* Stored data

* * * * * * * * *

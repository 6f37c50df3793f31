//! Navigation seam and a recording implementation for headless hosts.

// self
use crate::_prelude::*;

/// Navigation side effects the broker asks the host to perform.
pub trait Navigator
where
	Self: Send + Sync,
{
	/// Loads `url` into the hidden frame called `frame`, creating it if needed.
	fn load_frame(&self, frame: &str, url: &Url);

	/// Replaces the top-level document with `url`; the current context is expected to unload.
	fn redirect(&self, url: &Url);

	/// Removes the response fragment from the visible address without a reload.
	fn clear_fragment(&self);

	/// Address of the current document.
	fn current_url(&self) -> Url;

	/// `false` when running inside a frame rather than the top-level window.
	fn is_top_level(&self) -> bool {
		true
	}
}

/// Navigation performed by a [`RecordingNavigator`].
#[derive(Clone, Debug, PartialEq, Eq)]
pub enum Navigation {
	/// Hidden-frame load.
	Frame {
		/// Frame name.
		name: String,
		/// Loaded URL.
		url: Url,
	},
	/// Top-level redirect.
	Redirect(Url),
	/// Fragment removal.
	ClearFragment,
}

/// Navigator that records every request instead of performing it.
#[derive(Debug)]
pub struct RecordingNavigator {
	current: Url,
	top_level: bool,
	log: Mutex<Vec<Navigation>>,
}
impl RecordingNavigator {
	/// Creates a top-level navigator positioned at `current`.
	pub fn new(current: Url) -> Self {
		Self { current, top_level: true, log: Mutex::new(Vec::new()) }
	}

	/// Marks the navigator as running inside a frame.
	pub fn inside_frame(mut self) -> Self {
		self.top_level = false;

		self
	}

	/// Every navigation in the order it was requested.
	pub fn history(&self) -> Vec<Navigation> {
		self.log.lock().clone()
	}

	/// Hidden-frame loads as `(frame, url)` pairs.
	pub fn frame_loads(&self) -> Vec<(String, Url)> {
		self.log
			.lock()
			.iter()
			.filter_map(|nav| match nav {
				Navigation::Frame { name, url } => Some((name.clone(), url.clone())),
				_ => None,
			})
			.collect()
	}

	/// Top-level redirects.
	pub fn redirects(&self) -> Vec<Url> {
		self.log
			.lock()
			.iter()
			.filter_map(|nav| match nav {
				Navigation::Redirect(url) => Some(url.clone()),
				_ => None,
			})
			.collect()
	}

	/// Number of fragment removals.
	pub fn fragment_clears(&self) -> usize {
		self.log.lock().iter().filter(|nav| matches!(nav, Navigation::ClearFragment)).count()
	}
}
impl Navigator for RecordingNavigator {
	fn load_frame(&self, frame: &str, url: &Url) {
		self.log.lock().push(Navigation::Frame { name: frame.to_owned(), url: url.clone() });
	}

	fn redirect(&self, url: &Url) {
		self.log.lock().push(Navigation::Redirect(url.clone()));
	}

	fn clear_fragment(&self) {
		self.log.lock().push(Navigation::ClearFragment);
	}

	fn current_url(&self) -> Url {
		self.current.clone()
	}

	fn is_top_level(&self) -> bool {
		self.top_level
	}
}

* * * * * * * * *

* Work order
Give back exactly the lines of the listing above that run from the line with "of performing it." to the line with "it was requested.", inclusive.

* Answer space
/// Navigator that records every request instead of performing it.
#[derive(Debug)]
pub struct RecordingNavigator {
	current: Url,
	top_level: bool,
	log: Mutex<Vec<Navigation>>,
}
impl RecordingNavigator {
	/// Creates a top-level navigator positioned at `current`.
	pub fn new(current: Url) -> Self {
		Self { current, top_level: true, log: Mutex::new(Vec::new()) }
	}

	/// Marks the navigator as running inside a frame.
	pub fn inside_frame(mut self) -> Self {
		self.top_level = false;

		self
	}

	/// Every navigation in the order it was requested.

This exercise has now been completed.